While there is a debate over how the bill works and which is more effective, the Rock Springs police chief also said he is not concerned about the impacts of the most recent executive order in regards to local law enforcement anyway. He said often executive orders impact federal agencies, such as ATF or the FBI, and they don’t participate.

He said the cases where Second Amendment rights might be infringed upon by a police officer are often when weapons are seized directly. Because there are very few instances where Wyoming residents would be at risk of their weapons being taken by an officer, such as a domestic violence or other criminal act, he said the chances are even lower.

“I’ve heard from my officers, ‘They are coming to take our guns,’ And I always look at them, and I always say, ‘Who is they? They is we,’” Pacheco said. “That’s who the public thinks are coming to take their weapons. And I do not believe that law enforcement is going out and looking to take anyone’s weapons. We are Wyomingites, we strongly believe in the Second Amendment.”

The executive rule also has low risk in regards to weapon seizing because it directly impacts manufacturers and definitions under which certain receivers are placed; it does not ban the sale or possession of ghost guns by individuals. However, there may be certain barriers to purchasing an unserialized weapon now under the new definitions, which legislators and gun advocates are still concerned about.

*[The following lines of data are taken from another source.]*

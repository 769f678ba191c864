//! Error types for the reporting and replay paths.

use thiserror::Error;

/// Errors raised while writing a report to its sink.
#[derive(Debug, Error)]
pub enum ReportError {
    #[error("failed to write report: {0}")]
    Io(#[from] std::io::Error),

    #[error("failed to encode JSON report: {0}")]
    Json(#[from] serde_json::Error),
}

/// Errors raised while decoding a recorded result capture.
#[derive(Debug, Error)]
pub enum ReplayError {
    #[error("failed to read results: {0}")]
    Io(#[from] std::io::Error),

    #[error("invalid record on line {line}: {source}")]
    InvalidRecord {
        line: usize,
        #[source]
        source: serde_json::Error,
    },

    #[error("invalid {field} duration {value} on line {line}")]
    InvalidDuration {
        line: usize,
        field: &'static str,
        value: f64,
    },
}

Hicks said he is unsure whether the Biden’s administration’s action will even go into effect for manufacturers and licensed dealers due to a point similar to one made by Bouchard. He said not only is it unconstitutional to require a serial number on a firearm and infringes upon rights, it is not a law. He is confident lawsuits will be filed against the rule, and it is no different than the argument made against vaccine mandates through OSHA rules.

If no lawsuit is filed, he said, a risk assessment will be made. But he believes his bill will protect citizens when the legislation goes into effect in July, because unconstitutional acts will not be enforced in the state of Wyoming. He is also comfortable with the timeline, even as federal acts come to fruition. He said he wants the few months to analyze the legal options, create a tight argument for challenges and understand how it is going to affect people in Wyoming thoughtfully.

“When somebody comes out and announces these things, you really have to be clear-headed, thoughtful, and evaluate, instead of just running in there and jumping on a hand grenade,” he said.